Organized in 1845 when the question of slavery became a dividing wall, the SBC's principal aim was to promote foreign and domestic missions. Immediately, the SBC created the Foreign Mission Board (FMB), now known as the International Mission Board, to plan a missions program in foreign countries. Southern Baptists took their first steps beyond the American shores to China in 1846. Less than five years after its establishment, the FMB sent its first missionary to Nigeria, in West Africa, with Thomas Jefferson Bowen of Jackson County, Georgia, pioneering the venture. (1)
Following his appointment in February 1849, Bowen set off in December of that year and arrived in Nigeria in 1850 to commence Baptist work. His mission field was Yorubaland in southwestern Nigeria, where he labored from 1850 to 1856. Like all early missionaries, Bowen, during his six-year stay and after his departure from the Nigerian field in 1856, encountered several difficulties and suffered enormous hazards and agonies in his ventures. One of the most inhibitive of the challenges for the Baptist faith in Nigeria was the American Civil War of 1861-1865, which threatened the survival of the Southern Baptists' missionary efforts in Nigeria. A brief description of Nigeria is first necessary in order to provide a background picture of the land and peoples among whom the Baptists were to operate.
The Land and Peoples of Nigeria
Nigeria is located in the tropics, just north of the equator and east of the Greenwich Meridian. It is one of the largest in countries in Africa, occupying a total land area of approximately 923,768 square kilometers. Modern-day Nigeria is a federation of thirty-six states and a federal capital territory. With a current population of over 140 million people, Nigeria ranked in the 1990s as the seventh most populous country in the world. Its people are diverse and varied in cultures, customs, and traditions. (2) According to linguists and anthropologists, the country has more than three hundred language and ethnic groups. (3) The larger and dominant ones are the Hausa and Fulani in the North, Yoruba in the southwest, and the Igbo in the southeast.
Nigeria has numerous big towns and cities in which about half of the country's population live. Lagos, in the southwestern part of the country, is an important city, both for its historical significance and commercial relevance.
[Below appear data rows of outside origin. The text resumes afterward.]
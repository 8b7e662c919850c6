//! Server-wide registry of running matches.
//!
//! Each match lives in its own task, reachable through an [`Arc<MatchHandle>`]. The registry maps
//! internal match ids to handles, answers the lookups the session layer needs, and periodically
//! sweeps finished matches out of the map through [`run_sweeper`].

use std::collections::HashMap;
use std::fmt::{self, Display, Formatter};
use std::sync::atomic::{AtomicBool, Ordering};
use std::sync::{Arc, Mutex};

use rand::distributions::{Alphanumeric, DistString};
use tokio::sync::{mpsc, oneshot};
use tokio::time::interval;

use crate::game::{self, JoinRequest, JoinedPlayer, MatchError, MatchSeed};
use crate::protocol::constants::REGISTRY_SWEEP_INTERVAL;
use crate::protocol::ServerEvent;

/// Server-internal identifier of one match, distinct from the external id clients request by.
#[derive(Debug, Clone, PartialEq, Eq, Hash)]
pub struct MatchId(String);

impl Display for MatchId {
    fn fmt(&self, f: &mut Formatter<'_>) -> fmt::Result {
        self.0.fmt(f)
    }
}

/// Shared surface of one match task : who plays in it, how to join it, and where it stands in its
/// lifespan.
pub struct MatchHandle {
    id: MatchId,
    external_id: String,
    player1_id: i64,
    player2_id: i64,
    join_tx: mpsc::Sender<JoinRequest>,
    started: Arc<AtomicBool>,
    finished: Arc<AtomicBool>,
    connections: Mutex<Vec<String>>,
}

impl MatchHandle {
    /// Ask the match task to seat `participant_id` in its lobby. The match task answers with the
    /// assigned side and the move queue, or the reason it refused.
    pub async fn join(
        &self,
        participant_id: i64,
        connection_id: &str,
        outbound: mpsc::Sender<ServerEvent>,
    ) -> Result<JoinedPlayer, MatchError> {
        if self.is_finished() {
            return Err(MatchError::Closed);
        }
        if self.started.load(Ordering::Acquire) {
            return Err(MatchError::LobbyFull);
        }
        let (reply_tx, reply_rx) = oneshot::channel();
        let request = JoinRequest {
            participant_id,
            outbound,
            reply: reply_tx,
        };
        if self.join_tx.send(request).await.is_err() {
            // The lobby receiver is dropped once the match starts or dies.
            return Err(if self.started.load(Ordering::Acquire) {
                MatchError::LobbyFull
            } else {
                MatchError::Closed
            });
        }
        let joined = reply_rx.await.map_err(|_| MatchError::Closed)??;
        // The lock cannot panic as nothing in the guard's scope can panic.
        self.connections
            .lock()
            .unwrap()
            .push(String::from(connection_id));
        Ok(joined)
    }

    pub fn id(&self) -> &MatchId {
        &self.id
    }

    pub fn external_id(&self) -> &str {
        &self.external_id
    }

    pub fn is_finished(&self) -> bool {
        self.finished.load(Ordering::Acquire)
    }

    pub fn has_participant(&self, participant_id: i64) -> bool {
        self.player1_id == participant_id || self.player2_id == participant_id
    }

    /// Forget a session's connection id once its pump has returned, so connection lookups stop
    /// reporting this match for a socket that no longer exists.
    pub fn leave(&self, connection_id: &str) {
        // The lock cannot panic as nothing in the guard's scope can panic.
        self.connections
            .lock()
            .unwrap()
            .retain(|c| c != connection_id);
    }

    pub fn has_connection(&self, connection_id: &str) -> bool {
        // The lock cannot panic as nothing in the guard's scope can panic.
        self.connections
            .lock()
            .unwrap()
            .iter()
            .any(|c| c == connection_id)
    }
}

/// The map of live matches. Lookups are linear scans : the match count stays small enough that a
/// secondary index per key would only add bookkeeping.
pub struct MatchRegistry {
    matches: Mutex<HashMap<MatchId, Arc<MatchHandle>>>,
}

impl MatchRegistry {
    pub fn new() -> MatchRegistry {
        MatchRegistry {
            matches: Mutex::new(HashMap::new()),
        }
    }

    /// Return the match registered under the seed's external id, creating and spawning it if no
    /// connection asked for it yet. Lookup and creation happen under one lock so two racing
    /// sessions agree on a single match.
    pub fn find_or_create(
        &self,
        seed: MatchSeed,
        db_client: Arc<tokio_postgres::Client>,
    ) -> Arc<MatchHandle> {
        // The lock cannot panic as nothing in the guard's scope can panic.
        let mut matches = self.matches.lock().unwrap();
        if let Some(handle) = matches
            .values()
            .find(|h| h.external_id == seed.external_id)
        {
            return Arc::clone(handle);
        }

        let mut id = MatchId(Alphanumeric.sample_string(&mut rand::thread_rng(), 8));
        while matches.contains_key(&id) {
            id = MatchId(Alphanumeric.sample_string(&mut rand::thread_rng(), 8));
        }

        let (join_tx, join_rx) = mpsc::channel(4);
        let started = Arc::new(AtomicBool::new(false));
        let finished = Arc::new(AtomicBool::new(false));
        let handle = Arc::new(MatchHandle {
            id: id.clone(),
            external_id: seed.external_id.clone(),
            player1_id: seed.player1_id,
            player2_id: seed.player2_id,
            join_tx,
            started: Arc::clone(&started),
            finished: Arc::clone(&finished),
            connections: Mutex::new(Vec::new()),
        });
        log::info!("Match {id} created for external id {}.", seed.external_id);
        tokio::spawn(game::run_match(seed, join_rx, started, finished, db_client));
        matches.insert(id, Arc::clone(&handle));
        handle
    }

    pub fn find_by_match_id(&self, id: &MatchId) -> Option<Arc<MatchHandle>> {
        // The lock cannot panic as nothing in the guard's scope can panic.
        self.matches.lock().unwrap().get(id).map(Arc::clone)
    }

    /// Session-facing lookup : finished matches awaiting the sweep are invisible, so a player
    /// whose match just ended is immediately free to enter a new one.
    pub fn find_by_participant(&self, participant_id: i64) -> Option<Arc<MatchHandle>> {
        // The lock cannot panic as nothing in the guard's scope can panic.
        self.matches
            .lock()
            .unwrap()
            .values()
            .find(|h| !h.is_finished() && h.has_participant(participant_id))
            .map(Arc::clone)
    }

    /// Session-facing lookup, with the same finished-match filter as [`Self::find_by_participant`].
    pub fn find_by_connection(&self, connection_id: &str) -> Option<Arc<MatchHandle>> {
        // The lock cannot panic as nothing in the guard's scope can panic.
        self.matches
            .lock()
            .unwrap()
            .values()
            .find(|h| !h.is_finished() && h.has_connection(connection_id))
            .map(Arc::clone)
    }

    /// Drop every finished match from the map and return how many were removed.
    pub fn sweep(&self) -> usize {
        // The lock cannot panic as nothing in the guard's scope can panic.
        let mut matches = self.matches.lock().unwrap();
        let before = matches.len();
        matches.retain(|_, handle| !handle.is_finished());
        before - matches.len()
    }
}

/// Periodically remove finished matches from the registry. Runs until the owning task set is shut
/// down.
pub async fn run_sweeper(registry: Arc<MatchRegistry>) {
    let mut ticker = interval(REGISTRY_SWEEP_INTERVAL);
    loop {
        ticker.tick().await;
        let removed = registry.sweep();
        if removed != 0 {
            log::debug!("Swept {removed} finished match(es) from the registry.");
        }
    }
}

#[cfg(test)]
mod tests {
    use super::*;
    use crate::game::Side;

    fn test_handle(
        external_id: &str,
        players: [i64; 2],
        finished: bool,
    ) -> (Arc<MatchHandle>, mpsc::Receiver<JoinRequest>) {
        let (join_tx, join_rx) = mpsc::channel(4);
        let handle = Arc::new(MatchHandle {
            id: MatchId(String::from(external_id)),
            external_id: String::from(external_id),
            player1_id: players[0],
            player2_id: players[1],
            join_tx,
            started: Arc::new(AtomicBool::new(false)),
            finished: Arc::new(AtomicBool::new(finished)),
            connections: Mutex::new(Vec::new()),
        });
        (handle, join_rx)
    }

    fn registry_of(handles: &[&Arc<MatchHandle>]) -> MatchRegistry {
        let registry = MatchRegistry::new();
        {
            let mut matches = registry.matches.lock().unwrap();
            for handle in handles {
                matches.insert((*handle).id.clone(), Arc::clone(handle));
            }
        }
        registry
    }

    #[test]
    fn lookups_find_the_right_match() {
        let (h1, _rx1) = test_handle("alpha", [1, 2], false);
        let (h2, _rx2) = test_handle("beta", [3, 4], false);
        let registry = registry_of(&[&h1, &h2]);

        assert!(Arc::ptr_eq(&registry.find_by_participant(3).unwrap(), &h2));
        assert!(Arc::ptr_eq(&registry.find_by_match_id(h1.id()).unwrap(), &h1));
        assert!(Arc::ptr_eq(
            &registry.find_by_participant(1).unwrap(),
            &registry.find_by_participant(2).unwrap()
        ));
        assert!(registry.find_by_participant(5).is_none());

        h1.connections.lock().unwrap().push(String::from("conn-a"));
        assert!(Arc::ptr_eq(&registry.find_by_connection("conn-a").unwrap(), &h1));
        assert!(registry.find_by_connection("conn-b").is_none());
    }

    #[test]
    fn sweep_removes_only_finished_matches() {
        let (live, _rx1) = test_handle("alpha", [1, 2], false);
        let (done, _rx2) = test_handle("beta", [3, 4], true);
        let registry = registry_of(&[&live, &done]);

        assert_eq!(registry.sweep(), 1);
        assert!(registry.find_by_match_id(live.id()).is_some());
        assert!(registry.find_by_match_id(done.id()).is_none());
        assert_eq!(registry.sweep(), 0);
    }

    #[test]
    fn finished_matches_are_invisible_to_session_lookups() {
        let (done, _rx) = test_handle("beta", [3, 4], true);
        done.connections.lock().unwrap().push(String::from("conn-a"));
        let registry = registry_of(&[&done]);

        // Still registered until the sweep, but no longer anyone's current match.
        assert!(registry.find_by_match_id(done.id()).is_some());
        assert!(registry.find_by_participant(3).is_none());
        assert!(registry.find_by_connection("conn-a").is_none());
    }

    #[tokio::test]
    async fn join_relays_the_lobby_answer_and_records_the_connection() {
        let (handle, mut join_rx) = test_handle("alpha", [1, 2], false);
        let lobby = tokio::spawn(async move {
            let request = join_rx.recv().await.unwrap();
            assert_eq!(request.participant_id, 1);
            let (input_tx, input_rx) = mpsc::channel(8);
            request
                .reply
                .send(Ok(JoinedPlayer {
                    side: Side::Left,
                    input: input_tx,
                }))
                .unwrap();
            input_rx
        });

        let (outbound_tx, _outbound_rx) = mpsc::channel(8);
        let joined = handle.join(1, "conn-a", outbound_tx).await.unwrap();
        assert_eq!(joined.side, Side::Left);
        assert!(handle.has_connection("conn-a"));
        lobby.await.unwrap();

        handle.leave("conn-a");
        assert!(!handle.has_connection("conn-a"));
    }

    #[tokio::test]
    async fn join_refuses_started_and_finished_matches() {
        let (handle, _join_rx) = test_handle("alpha", [1, 2], false);
        handle.started.store(true, Ordering::Release);
        let (outbound_tx, _outbound_rx) = mpsc::channel(8);
        match handle.join(1, "conn-a", outbound_tx).await {
            Err(MatchError::LobbyFull) => {}
            other => panic!("expected a full lobby, got {other:?}"),
        }

        let (handle, _join_rx) = test_handle("beta", [3, 4], true);
        let (outbound_tx, _outbound_rx) = mpsc::channel(8);
        match handle.join(1, "conn-a", outbound_tx).await {
            Err(MatchError::Closed) => {}
            other => panic!("expected a closed match, got {other:?}"),
        }
    }
}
About a tenth of the country's population live in Lagos. At the time of the arrival of Christian missionary groups in the mid-nineteenth century, Lagos was a major seaport and entry point of Europeans and Americans into Nigeria. The country's political headquarters was sited in Lagos until 1991 when it relocated to Abuja, the current federal capital. Other major towns include Ibadan, Abeokuta Ogbomoso, and Oyo, all of which, like Lagos, are located in Yorubaland in southwestern Nigeria, where the early Southern Baptist missionaries operated for the greater part of the second half of the nineteenth century before extending to other parts of the country. Each of these towns became quite relevant in the early history of Baptist enterprise in Nigeria.
The Foundation Years and Early Challenges
For the first ten years of Baptist enterprise in Nigeria, the attention of the first Southern Baptist missionaries seemed focused on exploring the mission field, but they experienced a rather slow rate of planting churches despite the frantic efforts made in that direction. By 1861, when the Civil War erupted in faraway America, only five Baptist churches had been established in Nigeria, and they were all located in...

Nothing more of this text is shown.